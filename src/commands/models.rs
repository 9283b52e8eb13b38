use crate::chart::ChartConfig;
use crate::utils::config::{DEFAULT_CHART_DIR, DEFAULT_DATA_PATH};
use std::path::PathBuf;

/// Arguments for the report command
///
/// **Public** - used by main.rs to construct from CLI args
#[derive(Debug, Clone)]
pub struct ReportArgs {
    /// Superstore data file
    pub data_path: PathBuf,

    /// Directory for SVG charts (None = no charts)
    pub chart_dir: Option<PathBuf>,

    /// Output path for the JSON report (optional)
    pub output_json: Option<PathBuf>,

    /// Chart canvas size
    pub chart_config: ChartConfig,
}

impl Default for ReportArgs {
    fn default() -> Self {
        Self {
            data_path: PathBuf::from(DEFAULT_DATA_PATH),
            chart_dir: Some(PathBuf::from(DEFAULT_CHART_DIR)),
            output_json: None,
            chart_config: ChartConfig::default(),
        }
    }
}

/// Arguments for the ad-hoc summarize command
#[derive(Debug, Clone)]
pub struct SummarizeArgs {
    pub data_path: PathBuf,

    /// Comma-separated group fields ("Category,Sub-Category")
    pub group_by: String,

    /// Metric names; first is the sort metric and margin denominator
    pub metrics: Vec<String>,

    /// Skip records without a value for a key field
    pub dropna: bool,

    /// Fail instead of reporting n/a when a margin denominator is zero
    pub strict_margin: bool,

    /// Print the table as JSON instead of text
    pub json: bool,
}

impl Default for SummarizeArgs {
    fn default() -> Self {
        Self {
            data_path: PathBuf::from(DEFAULT_DATA_PATH),
            group_by: "Region".to_string(),
            metrics: vec!["Sales".to_string(), "Profit".to_string()],
            dropna: false,
            strict_margin: false,
            json: false,
        }
    }
}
•••
Write out each entry again, character for character.

filename src/commands/models.rs
repository 9283b52e8eb13b38
use crate::chart::ChartConfig;
use crate::utils::config::{DEFAULT_CHART_DIR, DEFAULT_DATA_PATH};
use std::path::PathBuf;

/// Arguments for the report command
///
/// **Public** - used by main.rs to construct from CLI args
#[derive(Debug, Clone)]
pub struct ReportArgs {
    /// Superstore data file
    pub data_path: PathBuf,

    /// Directory for SVG charts (None = no charts)
    pub chart_dir: Option<PathBuf>,

    /// Output path for the JSON report (optional)
    pub output_json: Option<PathBuf>,

    /// Chart canvas size
    pub chart_config: ChartConfig,
}

impl Default for ReportArgs {
    fn default() -> Self {
        Self {
            data_path: PathBuf::from(DEFAULT_DATA_PATH),
            chart_dir: Some(PathBuf::from(DEFAULT_CHART_DIR)),
            output_json: None,
            chart_config: ChartConfig::default(),
        }
    }
}

/// Arguments for the ad-hoc summarize command
#[derive(Debug, Clone)]
pub struct SummarizeArgs {
    pub data_path: PathBuf,

    /// Comma-separated group fields ("Category,Sub-Category")
    pub group_by: String,

    /// Metric names; first is the sort metric and margin denominator
    pub metrics: Vec<String>,

    /// Skip records without a value for a key field
    pub dropna: bool,

    /// Fail instead of reporting n/a when a margin denominator is zero
    pub strict_margin: bool,

    /// Print the table as JSON instead of text
    pub json: bool,
}

impl Default for SummarizeArgs {
    fn default() -> Self {
        Self {
            data_path: PathBuf::from(DEFAULT_DATA_PATH),
            group_by: "Region".to_string(),
            metrics: vec!["Sales".to_string(), "Profit".to_string()],
            dropna: false,
            strict_margin: false,
            json: false,
        }
    }
}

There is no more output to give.